● **Work instructions**: Please copy exactly the lines that run from the start of the entries to the line containing "pub use tag::Tag;", inclusive.

Dataset entries: Begin

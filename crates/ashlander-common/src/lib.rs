//! Common utilities for Ashlander.
//!
//! This crate provides the foundational types used by the record codec:
//!
//! - [`BinaryReader`] - Zero-copy, bounds-checked reading from byte slices
//! - [`WriteExt`] - Tag and string writers over any [`std::io::Write`]
//! - [`Tag`] - Four-character record and subrecord type codes
//! - [`FixedString`] - NUL-padded text fields that keep stray padding
//! - [`latin1`] - Lossless single-byte text conversion

mod error;
mod fixed;
mod reader;
mod tag;
mod writer;

pub mod latin1;

pub use error::{Error, Result};
pub use fixed::FixedString;
pub use reader::BinaryReader;
pub use tag::Tag;
pub use writer::{CountingWriter, WriteExt};

/// Re-export byteorder for the integer writers.
pub use byteorder::{LittleEndian, WriteBytesExt};

/// Re-export zerocopy traits for convenience
pub use zerocopy::{FromBytes, Immutable, IntoBytes, KnownLayout};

Dataset entries: End

● **Written answer**:
filename crates/ashlander-common/src/lib.rs
//! Common utilities for Ashlander.
//!
//! This crate provides the foundational types used by the record codec:
//!
//! - [`BinaryReader`] - Zero-copy, bounds-checked reading from byte slices
//! - [`WriteExt`] - Tag and string writers over any [`std::io::Write`]
//! - [`Tag`] - Four-character record and subrecord type codes
//! - [`FixedString`] - NUL-padded text fields that keep stray padding
//! - [`latin1`] - Lossless single-byte text conversion

mod error;
mod fixed;
mod reader;
mod tag;
mod writer;

pub mod latin1;

pub use error::{Error, Result};
pub use fixed::FixedString;
pub use reader::BinaryReader;
pub use tag::Tag;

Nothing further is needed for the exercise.